Le scalp18 appelle les électeurs à ne pas faire cadeau de leurs voix aux obscurantistes du FN et à utiliser le droit de vote pour frapper le gouvernement de Sarkozy là où cela fait mal.
Le principal moyen pour se débarrasser de ce gouvernement reste la sanction électorale.
C’est aussi, pour les salariés, un moyen beaucoup moins coûteux et risqué que la grève.

En 2 années d’exercice du pouvoir, le président a usé sa popularité en un temps record.
Pour l’instant, la crise a servi d’alibi pour laisser au gouvernement le temps de corriger ses erreurs les plus grossières, comme celle du bouclier fiscal.
Si ce scrutin ne constitue pas un désaveu franc et massif de cette politique, la contestation du gouvernement de droite sera beaucoup plus difficile à la rentrée de septembre/octobre.
Inversement, si l’échéance européenne exprime l’indignation de ceux qui ont vu la crise utilisée comme une opportunité pour redistribuer les richesses du pays aux amis du président, alors l’UMP pourra être neutralisée.
Même avec une télévision qui rampe devant son maître et ressort l’Insécurité dès qu’il est menacé, Sarkozy pourra être mis hors d’état de nuire, si une grève générale dure succède à une déculottée électorale.
L’enjeu de cette élection dépasse donc le cadre européen et aura inévitablement des conséquences sur la politique menée au niveau national par la droite.

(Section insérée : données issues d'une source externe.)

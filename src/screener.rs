// 🔎 Text Screener - narrative fields vs. the suspicious term registry
// Keywords are whole-word matches, patterns are unanchored regex searches.
//
// Precedence (first hit wins):
//   1. any registry keyword  -> "Ambiguous source of funds"
//   2. any registry pattern  -> "Ambiguous source of funds"
//   3. "does not meet"       -> "Investor is not accredited"

use crate::questionnaire::Questionnaire;
use crate::registry::{PatternEntry, Registry, RegistryError};
use regex::{RegexBuilder, RegexSet, RegexSetBuilder};
use std::fmt;

/// Phrase that marks a self-declared failure to meet accreditation criteria
pub const NOT_ACCREDITED_PHRASE: &str = "does not meet";

// ============================================================================
// ESCALATION REASONS
// ============================================================================

#[derive(Debug, Clone, Copy, PartialEq, Eq, Hash)]
pub enum EscalationReason {
    AmbiguousSourceOfFunds,
    NotAccredited,
}

impl EscalationReason {
    pub fn as_str(&self) -> &'static str {
        match self {
            EscalationReason::AmbiguousSourceOfFunds => "Ambiguous source of funds",
            EscalationReason::NotAccredited => "Investor is not accredited",
        }
    }
}

impl fmt::Display for EscalationReason {
    fn fmt(&self, f: &mut fmt::Formatter<'_>) -> fmt::Result {
        f.write_str(self.as_str())
    }
}

/// What tripped the screener, for audit logs
#[derive(Debug, Clone, PartialEq, Eq)]
pub enum Trigger {
    Keyword(String),
    Pattern(PatternEntry),
    Phrase(&'static str),
}

impl fmt::Display for Trigger {
    fn fmt(&self, f: &mut fmt::Formatter<'_>) -> fmt::Result {
        match self {
            Trigger::Keyword(term) => write!(f, "keyword '{}'", term),
            Trigger::Pattern(entry) if entry.description.is_empty() => {
                write!(f, "pattern /{}/", entry.pattern)
            }
            Trigger::Pattern(entry) => write!(f, "pattern /{}/ ({})", entry.pattern, entry.description),
            Trigger::Phrase(phrase) => write!(f, "phrase '{}'", phrase),
        }
    }
}

#[derive(Debug, Clone, PartialEq, Eq)]
pub struct ScreenMatch {
    pub reason: EscalationReason,
    pub trigger: Trigger,
}

// ============================================================================
// SCREENING SET (compiled registry snapshot)
// ============================================================================

/// Registry keywords and patterns compiled once into regex sets.
///
/// Built whenever the registry is loaded or changes; cheap to share behind an
/// `Arc` and reused for every questionnaire evaluated against that snapshot.
#[derive(Debug, Clone)]
pub struct ScreeningSet {
    keywords: Vec<String>,
    keyword_set: RegexSet,
    patterns: Vec<PatternEntry>,
    pattern_set: RegexSet,
}

impl ScreeningSet {
    /// Compile every keyword and pattern; the first pattern that does not
    /// compile is an error.
    pub fn compile(registry: &Registry) -> Result<Self, RegistryError> {
        let (set, rejected) = Self::compile_valid(registry)?;
        match rejected.into_iter().next() {
            Some(err) => Err(err),
            None => Ok(set),
        }
    }

    /// Compile what compiles. Patterns that fail are left out of the set and
    /// returned alongside it, one `InvalidPattern` each.
    pub fn compile_valid(registry: &Registry) -> Result<(Self, Vec<RegistryError>), RegistryError> {
        let keywords: Vec<String> = registry.all_keywords().into_iter().collect();
        let keyword_exprs: Vec<String> = keywords
            .iter()
            .map(|term| format!(r"\b{}\b", regex::escape(term)))
            .collect();

        let keyword_set = RegexSetBuilder::new(&keyword_exprs)
            .case_insensitive(true)
            .build()
            .map_err(|source| RegistryError::InvalidPattern {
                pattern: keyword_exprs.join(" | "),
                source,
            })?;

        // Compile each pattern alone first so an error names the culprit
        let mut patterns = Vec::with_capacity(registry.patterns.len());
        let mut rejected = Vec::new();
        for entry in &registry.patterns {
            match RegexBuilder::new(&entry.pattern).case_insensitive(true).build() {
                Ok(_) => patterns.push(entry.clone()),
                Err(source) => rejected.push(RegistryError::InvalidPattern {
                    pattern: entry.pattern.clone(),
                    source,
                }),
            }
        }

        let pattern_set = RegexSetBuilder::new(patterns.iter().map(|p| p.pattern.as_str()))
            .case_insensitive(true)
            .build()
            .map_err(|source| RegistryError::InvalidPattern {
                pattern: patterns
                    .iter()
                    .map(|p| p.pattern.as_str())
                    .collect::<Vec<_>>()
                    .join(" | "),
                source,
            })?;

        let set = ScreeningSet {
            keywords,
            keyword_set,
            patterns,
            pattern_set,
        };
        Ok((set, rejected))
    }

    pub fn empty() -> Self {
        ScreeningSet {
            keywords: Vec::new(),
            keyword_set: RegexSet::empty(),
            patterns: Vec::new(),
            pattern_set: RegexSet::empty(),
        }
    }

    pub fn keyword_count(&self) -> usize {
        self.keywords.len()
    }

    pub fn pattern_count(&self) -> usize {
        self.patterns.len()
    }

    /// Escalation reason for the questionnaire's narrative, if any
    pub fn screen(&self, questionnaire: &Questionnaire) -> Option<EscalationReason> {
        self.inspect(questionnaire).map(|m| m.reason)
    }

    /// Like `screen`, but also reports what matched
    pub fn inspect(&self, questionnaire: &Questionnaire) -> Option<ScreenMatch> {
        self.inspect_text(&questionnaire.scan_text())
    }

    pub fn inspect_text(&self, text: &str) -> Option<ScreenMatch> {
        let text = text.to_lowercase();

        if let Some(index) = self.keyword_set.matches(&text).iter().next() {
            return Some(ScreenMatch {
                reason: EscalationReason::AmbiguousSourceOfFunds,
                trigger: Trigger::Keyword(self.keywords[index].clone()),
            });
        }

        if let Some(index) = self.pattern_set.matches(&text).iter().next() {
            return Some(ScreenMatch {
                reason: EscalationReason::AmbiguousSourceOfFunds,
                trigger: Trigger::Pattern(self.patterns[index].clone()),
            });
        }

        if text.contains(NOT_ACCREDITED_PHRASE) {
            return Some(ScreenMatch {
                reason: EscalationReason::NotAccredited,
                trigger: Trigger::Phrase(NOT_ACCREDITED_PHRASE),
            });
        }

        None
    }
}

impl Default for ScreeningSet {
    fn default() -> Self {
        Self::empty()
    }
}

// ============================================================================
// TESTS
// ============================================================================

Le FN parait aujourd’hui affaibli.
Malheureusement, comme pour toutes les forces de régression, la crise peut lui permettre de profiter du désespoir de chômeurs et de pauvres de plus en plus maltraités.
Il est toujours plus facile de trouver du travail à un chômeur “français” en lui donnant un emploi occupé par un “immigré” que de se poser les questions économiques de fond :
Comment la richesse économique peut elle être produite ?
D’où vient le Chômage ?
Certains n’estimeraient ils pas avoir intérêt à maintenir un chômage de masse pour mettre les salariés en concurrence ?
Inversement, pour les dirigeants de droite, le plein emploi ne constitue-t-il pas un risque politique majeur : celui de voir, comme dans les années soixante, des salariés mettre en concurrence leurs employeurs ?
Le plein emploi génère inévitablement des luttes contre l’injustice sociale, puisque la principale réalité qui empêche aujourd’hui les salariés de revendiquer, c’est précisément la peur de perdre leurs emplois ! Et il y a bien longtemps, que le quasi plein emploi des années soixante a disparu, justement après les années post 68...

Le FN peut profiter du sentiment d’abandon qui habite un grand nombre de salariés qui comprennent bien, ou qui se doutent, qu’ils vont devoir payer pour les erreurs commises par des élites imprégnées d’un système qui valorise l’égoïsme et la rapacité.
La politique du bouc émissaire ne doit pas faire illusion.

Nous appelons donc les électeurs à voter à gauche, pour le parti de leur choix, mais à ne pas se laisser aller à l’abstention, comme le silence de la télévision gouvernementale autour de ces élections nous y invite.
Sarkozy a compris que sa seule chance de limiter le désaveu électoral, c’est d’organiser le silence autour de ces élections pour obtenir l’abstention la plus forte possible.
Les électeurs ne doivent pas se laisser manipuler de cette manière, tout comme ils ont intérêt à comprendre que l’Insécurité est un thème utilisé par la droite pour dissimuler l’injustice sociale.